Home electronic devices may be spying on us


Your home electronic devices, including Alexa and even your Roomba robot vacuum cleaner, may be collecting data about you and forwarding it to the manufacturer.  Privacy advocates say your data may then be sold or traded to other businesses or even the government.

Trouble is, it’s not being done without our consent.  Michael Garfield, KTRH tech expert, says whenever we download an app or activate a gizmo, we agree to it in the fine print.  “Every time that big agreement pops up, right before we click ‘Agree,’ which is called the End User License Agreement,’ the EULA,” he explains.  “And that gives those companies and those products opportunities to take your data and do whatever they want with it.”

“For the most part, I really have to side with the product manufacturers,” Garfield says, “and here’s why.  For the app to work, you do have to give and sign over some of your information.”  An obvious example, he says,  is a GPS device, which has to be able to track where you are.

He says maybe the EULA could be presented in an easier-to-read form, like a food nutrition label, so consumers can say “Yes, I agree to this part; no, I don’t agree to this part.” Meantime, he warns, the EULA may contain some slick wording.  “Roomba recently said they’re not going to sell that data of your home, which is fine,” Garfield says.  “But listen to the wording.  They may be able to trade that data to another third-party company.” 

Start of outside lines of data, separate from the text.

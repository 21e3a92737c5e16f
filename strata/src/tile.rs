//! Tile and wall enumerations, and the immutable registry of tile behaviors.

use glam::IVec2;

use crate::tile_entity::{TileEntity, ChestTileEntity};
use crate::worldgen::GenError;


/// Internal macro to easily define an id registry with names.
macro_rules! ids {
    (
        $names:ident;
        $($ident:ident / $id:literal : $name:literal),* $(,)?
    ) => {

        static $names: [&'static str; 64] = {
            let mut arr = [""; 64];
            $(arr[$id as usize] = $name;)*
            arr
        };

        $(pub const $ident: u16 = $id;)*

    };
}

ids! {
    NAMES;
    AIR/0:          "air",
    DIRT/1:         "dirt",
    GRASS/2:        "grass",
    STONE/3:        "stone",
    SLATE/4:        "slate",
    SAND/5:         "sand",
    CLAY/6:         "clay",
    GRAVEL/7:       "gravel",
    WATER/8:        "water",
    LAVA/9:         "lava",
    COAL_ORE/10:    "coal_ore",
    COPPER_ORE/11:  "copper_ore",
    IRON_ORE/12:    "iron_ore",
    GOLD_ORE/13:    "gold_ore",
    LOG/14:         "log",
    LEAVES/15:      "leaves",
    BRICK/16:       "brick",
    MOSSY_BRICK/17: "mossy_brick",
    TORCH/18:       "torch",
    CHEST/19:       "chest",
    SPAWNER/20:     "spawner",
    SIGN/21:        "sign",
}

/// Find a tile name from its id, unknown tiles have an empty name.
#[inline]
pub fn name(id: u16) -> &'static str {
    NAMES.get(id as usize).copied().unwrap_or("")
}

/// Find a tile id from its name.
pub fn from_name(name: &str) -> Option<u16> {
    if name.is_empty() {
        return None;
    }
    NAMES.iter()
        .position(|&n| n == name)
        .map(|n| n as u16)
}


/// Wall enumeration, walls are the background layer behind tiles.
pub mod wall {

    ids! {
        WALL_NAMES;
        NONE/0:         "none",
        DIRT/1:         "dirt_wall",
        STONE/2:        "stone_wall",
        SLATE/3:        "slate_wall",
        BRICK/4:        "brick_wall",
    }

    /// Find a wall name from its id.
    #[inline]
    pub fn name(id: u16) -> &'static str {
        WALL_NAMES.get(id as usize).copied().unwrap_or("")
    }

}


/// The mutation surface given to tile hooks when a tile is placed or removed. This is
/// implemented by the generation provider, so hooks are bound to the same region
/// bounds as the stage that triggered them.
pub trait TileAccess {

    /// Get the tile id at the given position.
    fn tile_at(&mut self, pos: IVec2) -> Result<u16, GenError>;

    /// Set the tile entity at the given position.
    fn set_tile_entity_at(&mut self, pos: IVec2, tile_entity: TileEntity) -> Result<(), GenError>;

    /// Remove the tile entity at the given position, if any.
    fn remove_tile_entity_at(&mut self, pos: IVec2) -> Result<Option<TileEntity>, GenError>;

}

/// Shared and stateless behavior of a tile id.
pub trait TileBehavior: Send + Sync {

    /// Amount of light lost when light goes through this tile, at least 1.
    fn opacity(&self) -> u8 {
        4
    }

    /// Light level emitted by this tile.
    fn emission(&self) -> u8 {
        0
    }

    /// True if this tile blocks movement and supports other tiles.
    fn is_solid(&self) -> bool {
        true
    }

    /// True if this tile can be overwritten by structures without being considered
    /// as an obstacle.
    fn is_replaceable(&self) -> bool {
        false
    }

    /// Called just after this tile has been written at the given position.
    fn handle_place(&self, access: &mut dyn TileAccess, pos: IVec2) -> Result<(), GenError> {
        let _ = (access, pos);
        Ok(())
    }

    /// Called just before this tile is overwritten at the given position.
    fn handle_remove(&self, access: &mut dyn TileAccess, pos: IVec2) -> Result<(), GenError> {
        let _ = (access, pos);
        Ok(())
    }

}

/// Behavior of the empty tile.
#[derive(Debug)]
pub struct AirBehavior;

impl TileBehavior for AirBehavior {

    fn opacity(&self) -> u8 {
        1
    }

    fn is_solid(&self) -> bool {
        false
    }

    fn is_replaceable(&self) -> bool {
        true
    }

}

/// Behavior of a plain solid tile, this is the behavior of unregistered ids.
#[derive(Debug)]
pub struct SolidBehavior;

impl TileBehavior for SolidBehavior { }

/// Behavior of non-solid tiles letting some light through, like leaves or water.
#[derive(Debug)]
pub struct TranslucentBehavior {
    pub opacity: u8,
    pub replaceable: bool,
}

impl TileBehavior for TranslucentBehavior {

    fn opacity(&self) -> u8 {
        self.opacity.max(1)
    }

    fn is_solid(&self) -> bool {
        false
    }

    fn is_replaceable(&self) -> bool {
        self.replaceable
    }

}

/// Behavior of a tile emitting light.
#[derive(Debug)]
pub struct EmitterBehavior {
    pub emission: u8,
    pub opacity: u8,
}

impl TileBehavior for EmitterBehavior {

    fn opacity(&self) -> u8 {
        self.opacity.max(1)
    }

    fn emission(&self) -> u8 {
        self.emission.min(15)
    }

    fn is_solid(&self) -> bool {
        false
    }

}

/// Behavior of a container tile, which owns a chest tile entity for as long as it
/// is placed.
#[derive(Debug)]
pub struct ContainerBehavior {
    /// Loot table given to new chests.
    pub loot_table: &'static str,
}

impl TileBehavior for ContainerBehavior {

    fn handle_place(&self, access: &mut dyn TileAccess, pos: IVec2) -> Result<(), GenError> {
        // The loot seed only depends on the position, so it is reproducible.
        let loot_seed = (pos.x as i64).wrapping_mul(0x9E3779B97F4A7C15u64 as i64) ^ (pos.y as i64).wrapping_mul(0x632BE59BD9B4E019);
        access.set_tile_entity_at(pos, TileEntity::Chest(ChestTileEntity {
            loot_table: self.loot_table.into(),
            loot_seed,
        }))
    }

    fn handle_remove(&self, access: &mut dyn TileAccess, pos: IVec2) -> Result<(), GenError> {
        access.remove_tile_entity_at(pos)?;
        Ok(())
    }

}


/// Immutable table from tile id to its behavior. It is built once before generation
/// and then shared between all workers.
pub struct TileRegistry {
    behaviors: Vec<Option<Box<dyn TileBehavior>>>,
}

static SOLID: SolidBehavior = SolidBehavior;

impl TileRegistry {

    /// Create an empty registry where only air is registered, every other id behaves
    /// as a solid tile.
    pub fn new() -> Self {
        let mut registry = Self { behaviors: Vec::new() };
        registry.register(AIR, AirBehavior);
        registry
    }

    /// Create the registry with behaviors for all known tiles.
    pub fn with_defaults() -> Self {
        let mut registry = Self::new();
        registry.register(WATER, TranslucentBehavior { opacity: 2, replaceable: true });
        registry.register(LEAVES, TranslucentBehavior { opacity: 2, replaceable: true });
        registry.register(LAVA, EmitterBehavior { emission: 15, opacity: 3 });
        registry.register(TORCH, EmitterBehavior { emission: 14, opacity: 1 });
        registry.register(CHEST, ContainerBehavior { loot_table: "chest/common" });
        registry.register(SIGN, TranslucentBehavior { opacity: 1, replaceable: false });
        registry
    }

    /// Register the behavior of the given tile id, replacing any previous one.
    pub fn register(&mut self, id: u16, behavior: impl TileBehavior + 'static) {
        let index = id as usize;
        if self.behaviors.len() <= index {
            self.behaviors.resize_with(index + 1, || None);
        }
        self.behaviors[index] = Some(Box::new(behavior));
    }

    /// Get the behavior of the given tile id.
    #[inline]
    pub fn get(&self, id: u16) -> &dyn TileBehavior {
        match self.behaviors.get(id as usize) {
            Some(Some(behavior)) => &**behavior,
            _ => &SOLID,
        }
    }

}

impl Default for TileRegistry {
    fn default() -> Self {
        Self::with_defaults()
    }
}
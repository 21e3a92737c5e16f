//! A slice storing tiles, walls, light and tile entities of a small square area.

use std::io::{self, Read, Write};

use byteorder::{ReadBytesExt, WriteBytesExt, LE};
use glam::IVec2;
use indexmap::IndexMap;

use crate::tile_entity::TileEntity;
use crate::tile::{AIR, wall};


/// Slice size in both X and Y coordinates.
pub const SLICE_SIZE: usize = 16;
/// Internal slice size, in number of elements per slice.
pub const SLICE_AREA: usize = SLICE_SIZE * SLICE_SIZE;


/// Calculate the index in the slice's arrays for the given position, only the first 4
/// bits of each component are used, so any absolute position can be given.
#[inline]
pub fn calc_index(pos: IVec2) -> usize {
    let x = pos.x as u32 & 0b1111;
    let y = pos.y as u32 & 0b1111;
    ((y << 4) | x) as usize
}

/// Calculate the position of a tile from its index in a slice, the returned position
/// is local to the slice.
#[inline]
pub fn calc_local_pos(index: usize) -> IVec2 {
    IVec2::new((index & 0b1111) as i32, (index >> 4) as i32)
}

/// Calculate the slice coordinates of the given tile position.
#[inline]
pub fn calc_slice_pos(pos: IVec2) -> IVec2 {
    IVec2::new(pos.x >> 4, pos.y >> 4)
}


/// Data structure storing every slice-local data, slices are a region subdivision of
/// 16x16 tiles.
#[derive(Clone, PartialEq)]
pub struct Slice {
    /// The numeric identifier of the tile.
    tile: [u16; SLICE_AREA],
    /// The numeric identifier of the wall behind the tile.
    wall: [u16; SLICE_AREA],
    /// Light level for each tile.
    light: SliceNibbleArray,
    /// Tile entities, mapped from their index in the slice.
    tile_entities: IndexMap<u16, TileEntity>,
}

impl Slice {

    /// Create a new empty slice, full of air tiles and without walls.
    pub fn new() -> Self {
        Self {
            tile: [AIR; SLICE_AREA],
            wall: [wall::NONE; SLICE_AREA],
            light: SliceNibbleArray::new(0),
            tile_entities: IndexMap::new(),
        }
    }

    /// Get tile id at the given position (rebased to slice-local).
    #[inline]
    pub fn tile(&self, pos: IVec2) -> u16 {
        self.tile[calc_index(pos)]
    }

    /// Set tile id at the given position (rebased to slice-local). This does not run
    /// any tile hook, the provider is responsible for that.
    #[inline]
    pub fn set_tile(&mut self, pos: IVec2, id: u16) {
        self.tile[calc_index(pos)] = id;
    }

    #[inline]
    pub fn wall(&self, pos: IVec2) -> u16 {
        self.wall[calc_index(pos)]
    }

    #[inline]
    pub fn set_wall(&mut self, pos: IVec2, id: u16) {
        self.wall[calc_index(pos)] = id;
    }

    /// Get light level at the given position (rebased to slice-local).
    #[inline]
    pub fn light(&self, pos: IVec2) -> u8 {
        self.light.get(calc_index(pos))
    }

    /// Set light level at the given position (rebased to slice-local), the level is
    /// clamped to 15.
    #[inline]
    pub fn set_light(&mut self, pos: IVec2, level: u8) {
        self.light.set(calc_index(pos), level.min(15));
    }

    /// Fill the whole slice with the given tile id.
    pub fn fill_tile(&mut self, id: u16) {
        self.tile.fill(id);
    }

    /// Get the tile entity at the given position (rebased to slice-local).
    #[inline]
    pub fn tile_entity(&self, pos: IVec2) -> Option<&TileEntity> {
        self.tile_entities.get(&(calc_index(pos) as u16))
    }

    /// Set the tile entity at the given position, returning the previous one.
    #[inline]
    pub fn set_tile_entity(&mut self, pos: IVec2, tile_entity: TileEntity) -> Option<TileEntity> {
        self.tile_entities.insert(calc_index(pos) as u16, tile_entity)
    }

    /// Remove the tile entity at the given position, keeping the order of the others.
    #[inline]
    pub fn remove_tile_entity(&mut self, pos: IVec2) -> Option<TileEntity> {
        self.tile_entities.shift_remove(&(calc_index(pos) as u16))
    }

    /// Iterate over all tile entities with their slice-local position.
    pub fn tile_entities(&self) -> impl Iterator<Item = (IVec2, &TileEntity)> + '_ {
        self.tile_entities.iter().map(|(&index, te)| (calc_local_pos(index as usize), te))
    }

    #[inline]
    pub fn tile_entity_count(&self) -> usize {
        self.tile_entities.len()
    }

    /// Raw tile ids, rows first.
    #[inline]
    pub fn tiles(&self) -> &[u16; SLICE_AREA] {
        &self.tile
    }

    /// Raw wall ids, rows first.
    #[inline]
    pub fn walls(&self) -> &[u16; SLICE_AREA] {
        &self.wall
    }

    /// Write the tile, wall and light arrays to the given writer. Tile entities are
    /// written separately by the region codec.
    pub fn write_data_to(&self, mut writer: impl Write) -> io::Result<()> {
        for &id in &self.tile {
            writer.write_u16::<LE>(id)?;
        }
        for &id in &self.wall {
            writer.write_u16::<LE>(id)?;
        }
        writer.write_all(&self.light.inner)?;
        Ok(())
    }

    /// Read the tile, wall and light arrays previously written by
    /// [`Self::write_data_to`].
    pub fn read_data_from(&mut self, mut reader: impl Read) -> io::Result<()> {
        for id in &mut self.tile {
            *id = reader.read_u16::<LE>()?;
        }
        for id in &mut self.wall {
            *id = reader.read_u16::<LE>()?;
        }
        reader.read_exact(&mut self.light.inner)?;
        Ok(())
    }

}

impl Default for Slice {
    fn default() -> Self {
        Self::new()
    }
}

impl std::fmt::Debug for Slice {
    fn fmt(&self, f: &mut std::fmt::Formatter<'_>) -> std::fmt::Result {
        f.debug_struct("Slice")
            .field("tile_entities", &self.tile_entities.len())
            .finish_non_exhaustive()
    }
}


/// Special arrays for slices that stores `u4 * SLICE_AREA` values.
#[derive(Clone, PartialEq)]
struct SliceNibbleArray {
    inner: [u8; SLICE_AREA / 2]
}

impl SliceNibbleArray {

    const fn new(init: u8) -> Self {
        debug_assert!(init <= 0x0F);
        let init = init << 4 | init;
        Self { inner: [init; SLICE_AREA / 2] }
    }

    #[inline]
    fn get(&self, index: usize) -> u8 {
        let slot = self.inner[index >> 1];
        if index & 1 == 0 {
            slot & 0x0F
        } else {
            (slot & 0xF0) >> 4
        }
    }

    #[inline]
    fn set(&mut self, index: usize, value: u8) {
        debug_assert!(value <= 0x0F);
        let slot = &mut self.inner[index >> 1];
        if index & 1 == 0 {
            *slot = (*slot & 0xF0) | value;
        } else {
            *slot = (*slot & 0x0F) | (value << 4);
        }
    }

}


#[cfg(test)]
mod tests {

    use super::*;
    use crate::tile;
    use crate::tile_entity::SignTileEntity;

    #[test]
    fn index_wraps_absolute_positions() {
        assert_eq!(calc_index(IVec2::new(0, 0)), 0);
        assert_eq!(calc_index(IVec2::new(15, 0)), 15);
        assert_eq!(calc_index(IVec2::new(0, 1)), 16);
        assert_eq!(calc_index(IVec2::new(-1, -1)), 255);
        assert_eq!(calc_index(IVec2::new(17, 33)), calc_index(IVec2::new(1, 1)));
        assert_eq!(calc_local_pos(calc_index(IVec2::new(3, 9))), IVec2::new(3, 9));
        assert_eq!(calc_slice_pos(IVec2::new(-1, 16)), IVec2::new(-1, 1));
    }

    #[test]
    fn light_nibbles_are_independent() {
        let mut slice = Slice::new();
        slice.set_light(IVec2::new(0, 0), 15);
        slice.set_light(IVec2::new(1, 0), 3);
        assert_eq!(slice.light(IVec2::new(0, 0)), 15);
        assert_eq!(slice.light(IVec2::new(1, 0)), 3);
        slice.set_light(IVec2::new(0, 0), 200);
        assert_eq!(slice.light(IVec2::new(0, 0)), 15);
    }

    #[test]
    fn data_roundtrip_keeps_arrays() {
        let mut slice = Slice::new();
        slice.set_tile(IVec2::new(4, 5), tile::STONE);
        slice.set_wall(IVec2::new(4, 5), tile::wall::STONE);
        slice.set_light(IVec2::new(7, 7), 9);
        let mut buf = Vec::new();
        slice.write_data_to(&mut buf).unwrap();
        let mut other = Slice::new();
        other.read_data_from(&buf[..]).unwrap();
        assert_eq!(other.tiles(), slice.tiles());
        assert_eq!(other.walls(), slice.walls());
        assert_eq!(other.light(IVec2::new(7, 7)), 9);
    }

    #[test]
    fn tile_entities_keep_order() {
        let mut slice = Slice::new();
        let sign = |text: &str| TileEntity::Sign(SignTileEntity { text: text.into() });
        slice.set_tile_entity(IVec2::new(3, 3), sign("a"));
        slice.set_tile_entity(IVec2::new(1, 1), sign("b"));
        slice.set_tile_entity(IVec2::new(2, 2), sign("c"));
        assert!(slice.remove_tile_entity(IVec2::new(1, 1)).is_some());
        let order = slice.tile_entities().map(|(pos, _)| pos).collect::<Vec<_>>();
        assert_eq!(order, [IVec2::new(3, 3), IVec2::new(2, 2)]);
    }

}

In addition, while Garfield says he’s not a “conspiracy theorist,” he says the potential for abuse of personal data is a possibility.  “Maybe somebody knows what time I do come in, what time I do leave, what groceries I buy, what TV shows I watch,” he says.  “As some point they may figure out who I vote for.  The may figure out what my taxes are.”  So wariness and caution, he says, are still the way to go.